6 In Asia since 1998:- 1. effectively pegged exchange rates; 2. reluctance to relax outward exchange controls; 3. export-led expansion; 4. massive build-up of $ reserves. Results in imbalances, some slight inflationary pressures. Where now, following China’s policy change? A different perspective in major industrialised countries. Even so, concern about the fickle volatility of exchange rates. An advantage of the euro is that it stabilizes a participant’s effective real rate. Could intervention do the same?

7 Systemic Stability A. Managing the Reserve Base, the Payments System and the Money Market When initially founded, CBs have had strong government support. Hence becomes most powerful Bank in country. So other banks hold balances at CB as reserves, and seek borrowing rights. CB manages payments system and crises via Lender of Last Resort, and also becomes central repository of international reserves. Leads on to need to make interest rate effective, via open market operations. No serious challenge via e-money and IT.
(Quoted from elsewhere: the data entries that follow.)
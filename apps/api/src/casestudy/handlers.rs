//! Axum route handlers for the case-study API.
//!
//! The stepwise endpoints (`generate-case-study`, `enhance-citations`,
//! `integrate-citations`, `generate-questions`) mirror the SPA's original
//! call sequence; `POST /api/case-studies` runs the whole pipeline in one
//! request and stores the result for retrieval and download.

use axum::{
    extract::{Path, State},
    http::header,
    response::IntoResponse,
    Json,
};
use serde::{Deserialize, Serialize};
use uuid::Uuid;

use crate::casestudy::generator::{
    generate_case_study, generate_guiding_questions, run_pipeline,
};
use crate::casestudy::models::{CaseStudyForm, CaseStudyResult};
use crate::citations::integrator::{append_references, rewrite_with_citations};
use crate::citations::resolver::{apply_in_text, resolve_citations};
use crate::errors::AppError;
use crate::state::AppState;

// ────────────────────────────────────────────────────────────────────────────
// Request / Response types
// ────────────────────────────────────────────────────────────────────────────

#[derive(Debug, Serialize)]
#[serde(rename_all = "camelCase")]
pub struct GenerateCaseStudyResponse {
    pub case_study: String,
}

#[derive(Debug, Deserialize)]
#[serde(rename_all = "camelCase")]
pub struct EnhanceCitationsRequest {
    pub case_study: String,
}

#[derive(Debug, Serialize)]
#[serde(rename_all = "camelCase")]
pub struct EnhanceCitationsResponse {
    pub enhanced_case_study: String,
    pub references: Vec<String>,
}

#[derive(Debug, Deserialize)]
#[serde(rename_all = "camelCase")]
pub struct IntegrateCitationsRequest {
    pub case_study: String,
    #[serde(default)]
    pub references: Vec<String>,
}

#[derive(Debug, Serialize)]
#[serde(rename_all = "camelCase")]
pub struct IntegrateCitationsResponse {
    pub integrated_case_study: String,
    #[serde(skip_serializing_if = "Option::is_none")]
    pub warning: Option<String>,
}

#[derive(Debug, Deserialize)]
#[serde(rename_all = "camelCase")]
pub struct GenerateQuestionsRequest {
    pub case_study: String,
}

#[derive(Debug, Serialize)]
pub struct GenerateQuestionsResponse {
    pub questions: String,
}

// ────────────────────────────────────────────────────────────────────────────
// Stepwise endpoints
// ────────────────────────────────────────────────────────────────────────────

/// POST /api/generate-case-study
///
/// Validates the form and returns the raw generated case study with
/// citation placeholders intact. A generation failure surfaces as an
/// error; there is no fallback for this step.
pub async fn handle_generate_case_study(
    State(state): State<AppState>,
    Json(form): Json<CaseStudyForm>,
) -> Result<Json<GenerateCaseStudyResponse>, AppError> {
    crate::casestudy::assembler::validate_form(&form)?;

    let case_study = generate_case_study(&state.llm, &form).await?;

    Ok(Json(GenerateCaseStudyResponse { case_study }))
}

/// POST /api/enhance-citations
///
/// Resolves each distinct placeholder to a real source and returns the
/// naive-substituted text plus the reference list. Failed lookups leave
/// their placeholders untouched; this endpoint never fails on them.
pub async fn handle_enhance_citations(
    State(state): State<AppState>,
    Json(request): Json<EnhanceCitationsRequest>,
) -> Result<Json<EnhanceCitationsResponse>, AppError> {
    let resolved = resolve_citations(&state.llm, &request.case_study).await;
    let references = resolved.iter().map(|c| c.full_reference.clone()).collect();
    let enhanced_case_study = apply_in_text(&request.case_study, &resolved);

    Ok(Json(EnhanceCitationsResponse {
        enhanced_case_study,
        references,
    }))
}

/// POST /api/integrate-citations
///
/// Rewrites the case study so every supplied reference is cited in text
/// and a References section is appended. On rewrite failure the response
/// still succeeds, carrying the appended-list fallback and a warning.
pub async fn handle_integrate_citations(
    State(state): State<AppState>,
    Json(request): Json<IntegrateCitationsRequest>,
) -> Result<Json<IntegrateCitationsResponse>, AppError> {
    if request.references.is_empty() {
        return Ok(Json(IntegrateCitationsResponse {
            integrated_case_study: request.case_study,
            warning: None,
        }));
    }

    match rewrite_with_citations(&state.llm, &request.case_study, &request.references).await {
        Ok(integrated_case_study) => Ok(Json(IntegrateCitationsResponse {
            integrated_case_study,
            warning: None,
        })),
        Err(e) => {
            tracing::warn!("Error integrating citations: {e}; using fallback format");
            Ok(Json(IntegrateCitationsResponse {
                integrated_case_study: append_references(
                    &request.case_study,
                    &request.references,
                ),
                warning: Some(
                    "Error occurred during citation integration. Using fallback format."
                        .to_string(),
                ),
            }))
        }
    }
}

/// POST /api/generate-questions
///
/// Returns 5-7 guiding questions for expanding the case study.
pub async fn handle_generate_questions(
    State(state): State<AppState>,
    Json(request): Json<GenerateQuestionsRequest>,
) -> Result<Json<GenerateQuestionsResponse>, AppError> {
    if request.case_study.trim().is_empty() {
        return Err(AppError::Validation("caseStudy cannot be empty".to_string()));
    }

    let questions = generate_guiding_questions(&state.llm, &request.case_study).await?;

    Ok(Json(GenerateQuestionsResponse { questions }))
}

// ────────────────────────────────────────────────────────────────────────────
// Full pipeline + session results
// ────────────────────────────────────────────────────────────────────────────

/// POST /api/case-studies
///
/// Runs the whole pipeline (generate → resolve → integrate → questions),
/// stores the result in the session store, and returns it. Nothing is
/// stored when generation or the guiding-question step fails.
pub async fn handle_create_case_study(
    State(state): State<AppState>,
    Json(form): Json<CaseStudyForm>,
) -> Result<Json<CaseStudyResult>, AppError> {
    let result = run_pipeline(&state.llm, form).await?;
    state.sessions.insert(result.clone()).await;

    Ok(Json(result))
}

/// GET /api/case-studies/:id
pub async fn handle_get_case_study(
    State(state): State<AppState>,
    Path(id): Path<Uuid>,
) -> Result<Json<CaseStudyResult>, AppError> {
    let result = lookup(&state, id).await?;
    Ok(Json(result))
}

/// GET /api/case-studies/:id/download
///
/// The composed case study as a UTF-8 markdown attachment.
pub async fn handle_download_case_study(
    State(state): State<AppState>,
    Path(id): Path<Uuid>,
) -> Result<impl IntoResponse, AppError> {
    let result = lookup(&state, id).await?;
    Ok(markdown_attachment("ai_case_study.md", result.to_markdown()))
}

/// GET /api/case-studies/:id/questions/download
pub async fn handle_download_questions(
    State(state): State<AppState>,
    Path(id): Path<Uuid>,
) -> Result<impl IntoResponse, AppError> {
    let result = lookup(&state, id).await?;
    Ok(markdown_attachment(
        "guiding_questions.md",
        result.guiding_questions,
    ))
}

async fn lookup(state: &AppState, id: Uuid) -> Result<CaseStudyResult, AppError> {
    state
        .sessions
        .get(id)
        .await
        .ok_or_else(|| AppError::NotFound(format!("Case study {id} not found")))
}

fn markdown_attachment(filename: &str, body: String) -> impl IntoResponse {
    (
        [
            (
                header::CONTENT_TYPE,
                "text/markdown; charset=utf-8".to_string(),
            ),
            (
                header::CONTENT_DISPOSITION,
                format!("attachment; filename=\"{filename}\""),
            ),
        ],
        body,
    )
}

#[cfg(test)]
mod tests {
    use super::*;

    #[test]
    fn test_integrate_request_defaults_references() {
        let json = serde_json::json!({ "caseStudy": "Text" });
        let request: IntegrateCitationsRequest = serde_json::from_value(json).unwrap();
        assert!(request.references.is_empty());
    }

    #[test]
    fn test_responses_use_camel_case() {
        let response = EnhanceCitationsResponse {
            enhanced_case_study: "text".to_string(),
            references: vec![],
        };
        let json = serde_json::to_value(&response).unwrap();
        assert!(json.get("enhancedCaseStudy").is_some());
    }

    #[test]
    fn test_warning_omitted_when_none() {
        let response = IntegrateCitationsResponse {
            integrated_case_study: "text".to_string(),
            warning: None,
        };
        let json = serde_json::to_value(&response).unwrap();
        assert!(json.get("warning").is_none());
    }
}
8 B. Banking Supervision CB’s role gives it some information on commercial bank positions, but rivalry between CB and commercial banks. More concern with quality of the paper discounted (Real Bills doctrine) than with the health of bank seeking support. Patchy supervision prior to 1930s. Then from 1930 till 1970 financial repression. When liberal reforms in 1970s led to recurrence of financial crises, CBs stepped into vacuum, because only they could co-operate, via Basel Committee on Banking Supervision (BCBS), to write soft law.

9 But leading role of CBs short-lived: (i) Universal banks led to calls for a single unified financial regulator. This could be the CB, but arguments against this. Separation of FSA and CBs leads to problems of co-operation both within, and even more, between countries. Uncertain what will happen.

10 Conclusions A. Domestic Price Stability: A successful consensus. B. External Stability: Limited understanding and unhelpful volatility in practice. C. Systemic Financial Stability: Some functions firmly maintained and well-functioning; but problems of organising and co-ordinating responsibilities for financial supervision and crisis management remain.